Anyway, I’ll tell you a little bit about my observation. It was literacy this time. My first literacy lesson and because my mentor has been so busy this term, it was two days before we broke up for half term, which meant that if it had gone terribly wrong, then there would not have been another opportunity for me to redo it before the end of half term. I knew that whatever was going to happen in my lesson observation was going into my official NQT assessment. But thankfully, it went as good as I had hoped and prayed it would. The children’s behaviour was exemplary, no one let me down. Even a last minute borrow of my TA for the yr6 practice SATS exams couldn’t dampen my spirits. I kept calm and carried on. 

The main difference with this lesson was that was confident in the lesson, I was looking forward to teaching it and I wanted someone to see it, because I knew it was fun, engaging and that the children would definitely learn from it and make thier bloody ‘progress.’ This enthusiasm for the lesson was contagious, the children fed off it and wanted to learn.

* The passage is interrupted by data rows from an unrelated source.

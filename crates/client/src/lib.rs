//! Bazaar client library.
//!
//! The state layer between a storefront UI and the Bazaar backend: an owned
//! cart that is optimistically mutated, mirrored to durable local storage and
//! reconciled with the server cart whenever the user holds a session token.
//!
//! # Architecture
//!
//! - [`storage`] - Durable key/value store and the persisted cart snapshot
//! - [`api`] - `reqwest` clients for the cart, catalog, OTP login and order endpoints
//! - [`session`] - Session token ownership (sign-in, forced logout)
//! - [`reconciler`] - Cart reconciliation state machine
//! - [`shop`] - [`ShopContext`], the per-session object UIs hold on to
//!
//! # Example
//!
//! ```rust,ignore
//! use bazaar_client::{ClientConfig, ShopContext};
//!
//! let shop = ShopContext::new(ClientConfig::from_env()?)?;
//! shop.start().await;
//!
//! let outcome = shop.cart().add_item(&product_id, &size).await;
//! if let Some(error) = outcome.error() {
//!     show_toast(error.notice());
//! }
//! ```

#![cfg_attr(not(test), forbid(unsafe_code))]

pub mod api;
pub mod config;
pub mod error;
pub mod reconciler;
pub mod session;
pub mod shop;
pub mod storage;

#[cfg(test)]
mod testing;

pub use config::{ClientConfig, ConfigError};
pub use error::{CartError, ShopError};
pub use reconciler::{LoginSync, MutationOutcome, Reconciler, SyncPhase};
pub use session::{SessionGate, SessionStatus, SessionToken};
pub use shop::{CartTotals, ShopContext};
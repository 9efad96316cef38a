//! File-backed store: one file per key under a data directory.

use std::fs;
use std::io::ErrorKind;
use std::path::{Path, PathBuf};

use tracing::debug;

use super::{KeyValueStore, StorageError, entry_size};

const VALUE_EXTENSION: &str = "val";

/// A [`KeyValueStore`] persisting each key to `<dir>/<key>.val`.
///
/// Writes go to a temporary file that is renamed over the target, so a
/// crash mid-write leaves either the old or the new value.
#[derive(Debug, Clone)]
pub struct FileStore {
    dir: PathBuf,
    quota: Option<u64>,
}

impl FileStore {
    /// Store rooted at `dir`. The directory is created on first write.
    #[must_use]
    pub fn new(dir: impl Into<PathBuf>) -> Self {
        Self {
            dir: dir.into(),
            quota: None,
        }
    }

    /// Limit the total size of stored keys plus values.
    #[must_use]
    pub const fn with_quota(mut self, quota: Option<u64>) -> Self {
        self.quota = quota;
        self
    }

    /// Directory this store writes to.
    #[must_use]
    pub fn dir(&self) -> &Path {
        &self.dir
    }

    fn path_for(&self, key: &str) -> Result<PathBuf, StorageError> {
        let valid = !key.is_empty()
            && key
                .chars()
                .all(|c| c.is_ascii_alphanumeric() || matches!(c, '_' | '-'));
        if !valid {
            return Err(StorageError::InvalidKey(key.to_string()));
        }
        Ok(self.dir.join(format!("{key}.{VALUE_EXTENSION}")))
    }

    /// Bytes used by every stored entry except `skip_key`.
    fn usage_excluding(&self, skip_key: &str) -> Result<u64, StorageError> {
        let entries = match fs::read_dir(&self.dir) {
            Ok(entries) => entries,
            Err(e) if e.kind() == ErrorKind::NotFound => return Ok(0),
            Err(source) => return Err(io_error(skip_key, source)),
        };

        let mut total = 0u64;
        for entry in entries {
            let entry = entry.map_err(|source| io_error(skip_key, source))?;
            let path = entry.path();
            if path.extension().and_then(|e| e.to_str()) != Some(VALUE_EXTENSION) {
                continue;
            }
            let Some(stem) = path.file_stem().and_then(|s| s.to_str()) else {
                continue;
            };
            if stem == skip_key {
                continue;
            }
            let len = entry
                .metadata()
                .map_err(|source| io_error(skip_key, source))?
                .len();
            total = total.saturating_add(entry_size(stem, "").saturating_add(len));
        }
        Ok(total)
    }
}

fn io_error(key: &str, source: std::io::Error) -> StorageError {
    StorageError::Io {
        key: key.to_string(),
        source,
    }
}

impl KeyValueStore for FileStore {
    fn get(&self, key: &str) -> Result<Option<String>, StorageError> {
        let path = self.path_for(key)?;
        match fs::read_to_string(&path) {
            Ok(value) => Ok(Some(value)),
            Err(e) if e.kind() == ErrorKind::NotFound => Ok(None),
            Err(source) => Err(io_error(key, source)),
        }
    }

    fn set(&self, key: &str, value: &str) -> Result<(), StorageError> {
        let path = self.path_for(key)?;

        if let Some(quota) = self.quota {
            let needed = self
                .usage_excluding(key)?
                .saturating_add(entry_size(key, value));
            if needed > quota {
                return Err(StorageError::QuotaExceeded {
                    key: key.to_string(),
                    needed,
                    quota,
                });
            }
        }

        fs::create_dir_all(&self.dir).map_err(|source| io_error(key, source))?;
        let tmp = path.with_extension("tmp");
        fs::write(&tmp, value).map_err(|source| io_error(key, source))?;
        fs::rename(&tmp, &path).map_err(|source| io_error(key, source))?;

        debug!(key, bytes = value.len(), "stored value");
        Ok(())
    }

    fn remove(&self, key: &str) -> Result<(), StorageError> {
        let path = self.path_for(key)?;
        match fs::remove_file(&path) {
            Ok(()) => Ok(()),
            Err(e) if e.kind() == ErrorKind::NotFound => Ok(()),
            Err(source) => Err(io_error(key, source)),
        }
    }
}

I was more free to be creative than with my numeracy observations and i could be more flexible. I didn’t have to ensure I followed a strict, rigid format: starter, main, plenary. I could show my personality in this lesson and I feel that is why I ‘shined’ last week, so to speak. And I honestly cannot tell you how amazing and utterly relieved I felt after my observation. It was such a lovely way to end, what has been my favourite term so far.

I just wish that teacher’s happiness and stress levels were not determined by how well another person judges our lesson.